Despite some notable absences, the Exhibition was imagined as a microcosm of the industry at large, which (according to a trade journalist in The Cinema) had been advancing steadily and unstoppably across London and beyond:

whereas but a year or so since the number of firms dealing exclusively in films and cinema accessories ran but into tens, to-day the number is legion. Again, it is but a short space of time since Cecil Court was all too large to accommodate the members of the trade. Now the industry has grown to such proportions that Cecil Court, Charing Cross Road, Shaftesbury Avenue, Gerrard Street, Wardour Street, Rupert Street, Long Acre, Westminster Bridge Road, Gray’s Inn Road, Farringdon Road, and many other thoroughfares in the Metropolis itself, to say nothing of its suburbs, together with the large provincial cities and towns, contain representatives of the all-conquering cinematograph business. Not only have London firms opened branches further afield, but new concerns have sprung up in all directions…
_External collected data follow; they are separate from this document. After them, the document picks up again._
//! Dynamic SQL values.

use std::fmt;

use chrono::{NaiveDate, NaiveDateTime, NaiveTime};
use rust_decimal::Decimal;
use rust_decimal::prelude::ToPrimitive;
use serde::{Deserialize, Serialize};
use uuid::Uuid;

/// A dynamically-typed SQL value.
///
/// This enum is the closed set of value kinds the adapter knows how to
/// bind into SQL text and read back from a result buffer.
#[derive(Debug, Clone, PartialEq, Serialize, Deserialize)]
pub enum Value {
    /// NULL value
    Null,

    /// Boolean value
    Bool(bool),

    /// 8-bit signed integer
    TinyInt(i8),

    /// 16-bit signed integer
    SmallInt(i16),

    /// 32-bit signed integer
    Int(i32),

    /// 64-bit signed integer
    BigInt(i64),

    /// 32-bit floating point
    Float(f32),

    /// 64-bit floating point
    Double(f64),

    /// Exact decimal; only numeric text can be represented
    Decimal(Decimal),

    /// Text string
    Text(String),

    /// Binary data
    Bytes(Vec<u8>),

    /// Calendar date
    Date(NaiveDate),

    /// Time of day
    Time(NaiveTime),

    /// Date and time without timezone
    Timestamp(NaiveDateTime),

    /// UUID
    Uuid(Uuid),

    /// JSON value
    Json(serde_json::Value),

    /// Pre-built SQL fragment, written into statements as-is
    Raw(String),
}

/// Value-kind tag used to key converter tables.
///
/// Some kinds accept narrower kinds the way a base type accepts its
/// subtypes: `Integer` accepts `Bool`, `Date` accepts `DateTime`, and
/// `Any` accepts everything.
#[derive(Debug, Clone, Copy, PartialEq, Eq, Hash)]
pub enum Kind {
    Null,
    Bool,
    Integer,
    Float,
    Decimal,
    Text,
    Binary,
    Date,
    DateTime,
    Time,
    Uuid,
    Json,
    Raw,
    Any,
}

impl Kind {
    /// Does a slot keyed by `self` accept values of kind `other`?
    pub const fn accepts(self, other: Kind) -> bool {
        match (self, other) {
            (Kind::Any, _)
            | (Kind::Integer, Kind::Bool)
            | (Kind::Date, Kind::DateTime) => true,
            _ => self as u8 == other as u8,
        }
    }

    /// Does a slot keyed by `self` accept this value?
    pub fn matches(self, value: &Value) -> bool {
        self.accepts(value.kind())
    }
}

impl Value {
    /// Check if this value is NULL.
    pub const fn is_null(&self) -> bool {
        matches!(self, Value::Null)
    }

    /// The exact kind of this value.
    pub const fn kind(&self) -> Kind {
        match self {
            Value::Null => Kind::Null,
            Value::Bool(_) => Kind::Bool,
            Value::TinyInt(_) | Value::SmallInt(_) | Value::Int(_) | Value::BigInt(_) => {
                Kind::Integer
            }
            Value::Float(_) | Value::Double(_) => Kind::Float,
            Value::Decimal(_) => Kind::Decimal,
            Value::Text(_) => Kind::Text,
            Value::Bytes(_) => Kind::Binary,
            Value::Date(_) => Kind::Date,
            Value::Time(_) => Kind::Time,
            Value::Timestamp(_) => Kind::DateTime,
            Value::Uuid(_) => Kind::Uuid,
            Value::Json(_) => Kind::Json,
            Value::Raw(_) => Kind::Raw,
        }
    }

    /// Get the type name of this value.
    pub const fn type_name(&self) -> &'static str {
        match self {
            Value::Null => "NULL",
            Value::Bool(_) => "BOOLEAN",
            Value::TinyInt(_) => "TINYINT",
            Value::SmallInt(_) => "SMALLINT",
            Value::Int(_) => "INTEGER",
            Value::BigInt(_) => "BIGINT",
            Value::Float(_) => "FLOAT",
            Value::Double(_) => "DOUBLE",
            Value::Decimal(_) => "DECIMAL",
            Value::Text(_) => "TEXT",
            Value::Bytes(_) => "BLOB",
            Value::Date(_) => "DATE",
            Value::Time(_) => "TIME",
            Value::Timestamp(_) => "DATETIME",
            Value::Uuid(_) => "UUID",
            Value::Json(_) => "JSON",
            Value::Raw(_) => "RAW",
        }
    }

    /// Try to convert this value to an i64.
    pub fn as_i64(&self) -> Option<i64> {
        match self {
            Value::TinyInt(v) => Some(i64::from(*v)),
            Value::SmallInt(v) => Some(i64::from(*v)),
            Value::Int(v) => Some(i64::from(*v)),
            Value::BigInt(v) => Some(*v),
            Value::Bool(v) => Some(i64::from(*v)),
            Value::Text(s) => s.trim().parse().ok(),
            Value::Decimal(d) if d.fract().is_zero() => d.to_i64(),
            _ => None,
        }
    }

    /// Try to get this value as a string reference.
    pub fn as_str(&self) -> Option<&str> {
        match self {
            Value::Text(s) | Value::Raw(s) => Some(s),
            _ => None,
        }
    }

    /// Try to get this value as a byte slice.
    pub fn as_bytes(&self) -> Option<&[u8]> {
        match self {
            Value::Bytes(b) => Some(b),
            Value::Text(s) => Some(s.as_bytes()),
            _ => None,
        }
    }
}

/// Plain, unescaped rendering.
///
/// Used only when a value reaches SQL text without a matching converter.
impl fmt::Display for Value {
    fn fmt(&self, f: &mut fmt::Formatter<'_>) -> fmt::Result {
        match self {
            Value::Null => write!(f, "NULL"),
            Value::Bool(v) => write!(f, "{v}"),
            Value::TinyInt(v) => write!(f, "{v}"),
            Value::SmallInt(v) => write!(f, "{v}"),
            Value::Int(v) => write!(f, "{v}"),
            Value::BigInt(v) => write!(f, "{v}"),
            Value::Float(v) => write!(f, "{v}"),
            Value::Double(v) => write!(f, "{v}"),
            Value::Decimal(d) => write!(f, "{d}"),
            Value::Text(s) | Value::Raw(s) => write!(f, "{s}"),
            Value::Bytes(b) => {
                for byte in b {
                    write!(f, "{byte:02x}")?;
                }
                Ok(())
            }
            Value::Date(d) => write!(f, "{d}"),
            Value::Time(t) => write!(f, "{t}"),
            Value::Timestamp(ts) => write!(f, "{ts}"),
            Value::Uuid(u) => write!(f, "{u}"),
            Value::Json(j) => write!(f, "{j}"),
        }
    }
}

impl From<bool> for Value {
    fn from(v: bool) -> Self {
        Value::Bool(v)
    }
}

impl From<i8> for Value {
    fn from(v: i8) -> Self {
        Value::TinyInt(v)
    }
}

impl From<i16> for Value {
    fn from(v: i16) -> Self {
        Value::SmallInt(v)
    }
}

impl From<i32> for Value {
    fn from(v: i32) -> Self {
        Value::Int(v)
    }
}

impl From<i64> for Value {
    fn from(v: i64) -> Self {
        Value::BigInt(v)
    }
}

impl From<u32> for Value {
    fn from(v: u32) -> Self {
        Value::BigInt(i64::from(v))
    }
}

impl From<f32> for Value {
    fn from(v: f32) -> Self {
        Value::Float(v)
    }
}

impl From<f64> for Value {
    fn from(v: f64) -> Self {
        Value::Double(v)
    }
}

impl From<Decimal> for Value {
    fn from(v: Decimal) -> Self {
        Value::Decimal(v)
    }
}

impl From<String> for Value {
    fn from(v: String) -> Self {
        Value::Text(v)
    }
}

impl From<&str> for Value {
    fn from(v: &str) -> Self {
        Value::Text(v.to_string())
    }
}

impl From<Vec<u8>> for Value {
    fn from(v: Vec<u8>) -> Self {
        Value::Bytes(v)
    }
}

impl From<&[u8]> for Value {
    fn from(v: &[u8]) -> Self {
        Value::Bytes(v.to_vec())
    }
}

impl From<NaiveDate> for Value {
    fn from(v: NaiveDate) -> Self {
        Value::Date(v)
    }
}

impl From<NaiveTime> for Value {
    fn from(v: NaiveTime) -> Self {
        Value::Time(v)
    }
}

impl From<NaiveDateTime> for Value {
    fn from(v: NaiveDateTime) -> Self {
        Value::Timestamp(v)
    }
}

impl From<Uuid> for Value {
    fn from(v: Uuid) -> Self {
        Value::Uuid(v)
    }
}

impl From<serde_json::Value> for Value {
    fn from(v: serde_json::Value) -> Self {
        Value::Json(v)
    }
}

impl<T: Into<Value>> From<Option<T>> for Value {
    fn from(v: Option<T>) -> Self {
        match v {
            Some(v) => v.into(),
            None => Value::Null,
        }
    }
}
Olympia was famous for its set-piece spectacles – Buffalo Bill’s ‘Wild West’ show, Imre Kiralfy’s recreations of Ancient Rome and Venice, Hagenback’s Wonder Zoo, not to mention R.W. Paul’s ‘Theatrograph’ displays. Like these, the Cinematograph Exhibition was designed to give visitors a chance to see a world they might not otherwise have the time or ability to reach:

…The British Isles, too, is dotted from end to end with cinema theatres, the owners of which in many instances are either too busily occupied or have neither the time nor the opportunity for periodical visits to London and have to rely for the knowledge they gain of what is doing in the cinema world upon the columns of the trade Press.

This class of person especially might be expected to look upon an exhibition in some central building and lasting for a week as a boon and a blessing…

(‘The Need for a Cinematograph Exhibition’, The Cinema, 1 January 1913)

olympia map

Map of the stands at the Cinematograph Exhibition / The Cinema, 26 March 1913

Visitors to the 1913 Exhibition could visit well over a hundred stands, all decorated in some way to attract attention (the ‘Essanay balloon’ was much remarked on). Some production companies also brought star guests with them:

The show has been visited by quite a number of picture celebrities. Many of the film producers have had their actors and actresses ‘on view’ at their stalls, and the Éclair Company, whose projection theatre has been thronged continuously, brought over Funnicus, Jane, and Softy, whose portraits are so well-known to all moving picture devotees to enable them to make a closer acquaintance with them.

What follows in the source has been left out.